__What the exercise asks__
What follows is a set of records; copy all of it exactly.

__Data excerpts__

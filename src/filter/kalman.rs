//! Linear Kalman filter core
//!
//! Implements the two halves of the recursion for the constant-velocity model:
//! - Prediction: `x' = F·x`, `P' = F·P·Fᵀ + Q`
//! - Update: `K = P'·Hᵀ·S⁻¹`, `x = x' + K·y`, `P = (I − K·H)·P'`
//!
//! The update enforces symmetry of the posterior covariance, after first
//! checking that the asymmetry introduced by the arithmetic is within tolerance.

use serde::Serialize;

use crate::common::constants::{DEFAULT_COVARIANCE_TOLERANCE, DEFAULT_MAX_CONDITION_NUMBER};
use crate::common::linalg::{
    check_covariance, invert_symmetric_2x2, symmetrize, GainMatrix, ObservationCovariance,
    ObservationVector, StateCovariance, StateVector,
};
use crate::filter::errors::Result;
use crate::filter::model::MotionModel;

/// Gaussian belief over the state `[x, vx, y, vy]`
#[derive(Debug, Clone, PartialEq, Serialize)]
pub struct GaussianState {
    /// State mean
    pub mean: StateVector,
    /// State covariance
    pub covariance: StateCovariance,
}

impl GaussianState {
    pub fn new(mean: StateVector, covariance: StateCovariance) -> Self {
        Self { mean, covariance }
    }

    /// Initial belief: position from the first observation, zero velocity,
    /// covariance `scale · I₄`
    pub fn from_first_observation(z: &ObservationVector, covariance_scale: f64) -> Self {
        Self {
            mean: StateVector::new(z[0], 0.0, z[1], 0.0),
            covariance: StateCovariance::identity() * covariance_scale,
        }
    }

    /// Estimated position `[x, y]`
    #[inline]
    pub fn position(&self) -> ObservationVector {
        ObservationVector::new(self.mean[0], self.mean[2])
    }

    /// Estimated velocity `[vx, vy]`
    #[inline]
    pub fn velocity(&self) -> ObservationVector {
        ObservationVector::new(self.mean[1], self.mean[3])
    }
}

/// Measurement residual and its covariance
#[derive(Debug, Clone, Copy, PartialEq)]
pub struct Innovation {
    /// `y = z − H·x'`
    pub residual: ObservationVector,
    /// `S = H·P'·Hᵀ + R`
    pub covariance: ObservationCovariance,
}

/// Result of a successful measurement update
#[derive(Debug, Clone)]
pub struct UpdateOutput {
    /// Posterior belief
    pub posterior: GaussianState,
    /// Innovation the update was computed from
    pub innovation: Innovation,
    /// Kalman gain used
    pub gain: GainMatrix,
}

/// Kalman filter for a [`MotionModel`]
///
/// Holds only numerical limits; the state belongs to the caller so that each
/// run owns an isolated copy.
#[derive(Debug, Clone, Copy)]
pub struct KalmanFilter {
    /// Condition number above which `S` is treated as singular
    pub max_condition: f64,
    /// Relative tolerance for covariance invariant checks
    pub covariance_tolerance: f64,
}

impl Default for KalmanFilter {
    fn default() -> Self {
        Self::new(DEFAULT_MAX_CONDITION_NUMBER, DEFAULT_COVARIANCE_TOLERANCE)
    }
}

impl KalmanFilter {
    pub fn new(max_condition: f64, covariance_tolerance: f64) -> Self {
        Self {
            max_condition,
            covariance_tolerance,
        }
    }

    /// Propagate a belief one timestep forward
    ///
    /// - `x' = F × x`
    /// - `P' = F × P × Fᵀ + Q`
    #[inline]
    pub fn predict(&self, state: &GaussianState, model: &MotionModel) -> GaussianState {
        let f = &model.transition_matrix;
        GaussianState {
            mean: f * state.mean,
            covariance: f * state.covariance * f.transpose() + model.process_noise,
        }
    }

    /// Innovation of observation `z` against a predicted belief
    #[inline]
    pub fn innovation(
        &self,
        predicted: &GaussianState,
        z: &ObservationVector,
        model: &MotionModel,
    ) -> Innovation {
        let h = &model.observation_matrix;
        Innovation {
            residual: z - h * predicted.mean,
            covariance: h * predicted.covariance * h.transpose() + model.measurement_noise,
        }
    }

    /// Condition a predicted belief on observation `z`
    ///
    /// # Errors
    /// - [`SingularCovariance`](crate::TrackingError::SingularCovariance) if `S`
    ///   cannot be inverted; the caller keeps the prediction.
    /// - [`InternalInvariant`](crate::TrackingError::InternalInvariant) if the
    ///   posterior covariance is asymmetric or has a negative variance.
    pub fn update(
        &self,
        predicted: &GaussianState,
        z: &ObservationVector,
        model: &MotionModel,
    ) -> Result<UpdateOutput> {
        let innovation = self.innovation(predicted, z, model);
        let s_inv = invert_symmetric_2x2(&innovation.covariance, self.max_condition)?;

        let h = &model.observation_matrix;
        let gain: GainMatrix = predicted.covariance * h.transpose() * s_inv;

        let mean = predicted.mean + gain * innovation.residual;
        let covariance = (StateCovariance::identity() - gain * h) * predicted.covariance;

        check_covariance(&covariance, self.covariance_tolerance, "posterior covariance")?;

        Ok(UpdateOutput {
            posterior: GaussianState::new(mean, symmetrize(&covariance)),
            innovation,
            gain,
        })
    }
}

__Response to the task__
filename src/filter/kalman.rs
//! Linear Kalman filter core
//!
//! Implements the two halves of the recursion for the constant-velocity model:
//! - Prediction: `x' = F·x`, `P' = F·P·Fᵀ + Q`
//! - Update: `K = P'·Hᵀ·S⁻¹`, `x = x' + K·y`, `P = (I − K·H)·P'`
//!
//! The update enforces symmetry of the posterior covariance, after first
//! checking that the asymmetry introduced by the arithmetic is within tolerance.

use serde::Serialize;

use crate::common::constants::{DEFAULT_COVARIANCE_TOLERANCE, DEFAULT_MAX_CONDITION_NUMBER};
use crate::common::linalg::{
    check_covariance, invert_symmetric_2x2, symmetrize, GainMatrix, ObservationCovariance,
    ObservationVector, StateCovariance, StateVector,
};
use crate::filter::errors::Result;
use crate::filter::model::MotionModel;

/// Gaussian belief over the state `[x, vx, y, vy]`
#[derive(Debug, Clone, PartialEq, Serialize)]
pub struct GaussianState {
    /// State mean
    pub mean: StateVector,
    /// State covariance
    pub covariance: StateCovariance,
}

impl GaussianState {
    pub fn new(mean: StateVector, covariance: StateCovariance) -> Self {
        Self { mean, covariance }
    }

    /// Initial belief: position from the first observation, zero velocity,
    /// covariance `scale · I₄`
    pub fn from_first_observation(z: &ObservationVector, covariance_scale: f64) -> Self {
        Self {
            mean: StateVector::new(z[0], 0.0, z[1], 0.0),
            covariance: StateCovariance::identity() * covariance_scale,
        }
    }

    /// Estimated position `[x, y]`
    #[inline]
    pub fn position(&self) -> ObservationVector {
        ObservationVector::new(self.mean[0], self.mean[2])
    }

    /// Estimated velocity `[vx, vy]`
    #[inline]
    pub fn velocity(&self) -> ObservationVector {
        ObservationVector::new(self.mean[1], self.mean[3])
    }
}

/// Measurement residual and its covariance
#[derive(Debug, Clone, Copy, PartialEq)]
pub struct Innovation {
    /// `y = z − H·x'`
    pub residual: ObservationVector,
    /// `S = H·P'·Hᵀ + R`
    pub covariance: ObservationCovariance,
}

/// Result of a successful measurement update
#[derive(Debug, Clone)]
pub struct UpdateOutput {
    /// Posterior belief
    pub posterior: GaussianState,
    /// Innovation the update was computed from
    pub innovation: Innovation,
    /// Kalman gain used
    pub gain: GainMatrix,
}

/// Kalman filter for a [`MotionModel`]
///
/// Holds only numerical limits; the state belongs to the caller so that each
/// run owns an isolated copy.
#[derive(Debug, Clone, Copy)]
pub struct KalmanFilter {
    /// Condition number above which `S` is treated as singular
    pub max_condition: f64,
    /// Relative tolerance for covariance invariant checks
    pub covariance_tolerance: f64,
}

impl Default for KalmanFilter {
    fn default() -> Self {
        Self::new(DEFAULT_MAX_CONDITION_NUMBER, DEFAULT_COVARIANCE_TOLERANCE)
    }
}

impl KalmanFilter {
    pub fn new(max_condition: f64, covariance_tolerance: f64) -> Self {
        Self {
            max_condition,
            covariance_tolerance,
        }
    }

    /// Propagate a belief one timestep forward
    ///
    /// - `x' = F × x`
    /// - `P' = F × P × Fᵀ + Q`
    #[inline]
    pub fn predict(&self, state: &GaussianState, model: &MotionModel) -> GaussianState {
        let f = &model.transition_matrix;
        GaussianState {
            mean: f * state.mean,
            covariance: f * state.covariance * f.transpose() + model.process_noise,
        }
    }

    /// Innovation of observation `z` against a predicted belief
    #[inline]
    pub fn innovation(
        &self,
        predicted: &GaussianState,
        z: &ObservationVector,
        model: &MotionModel,
    ) -> Innovation {
        let h = &model.observation_matrix;
        Innovation {
            residual: z - h * predicted.mean,
            covariance: h * predicted.covariance * h.transpose() + model.measurement_noise,
        }
    }

    /// Condition a predicted belief on observation `z`
    ///
    /// # Errors
    /// - [`SingularCovariance`](crate::TrackingError::SingularCovariance) if `S`
    ///   cannot be inverted; the caller keeps the prediction.
    /// - [`InternalInvariant`](crate::TrackingError::InternalInvariant) if the
    ///   posterior covariance is asymmetric or has a negative variance.
    pub fn update(
        &self,
        predicted: &GaussianState,
        z: &ObservationVector,
        model: &MotionModel,
    ) -> Result<UpdateOutput> {
        let innovation = self.innovation(predicted, z, model);
        let s_inv = invert_symmetric_2x2(&innovation.covariance, self.max_condition)?;

        let h = &model.observation_matrix;
        let gain: GainMatrix = predicted.covariance * h.transpose() * s_inv;

        let mean = predicted.mean + gain * innovation.residual;
        let covariance = (StateCovariance::identity() - gain * h) * predicted.covariance;

        check_covariance(&covariance, self.covariance_tolerance, "posterior covariance")?;

        Ok(UpdateOutput {
            posterior: GaussianState::new(mean, symmetrize(&covariance)),
            innovation,
            gain,
        })
    }
}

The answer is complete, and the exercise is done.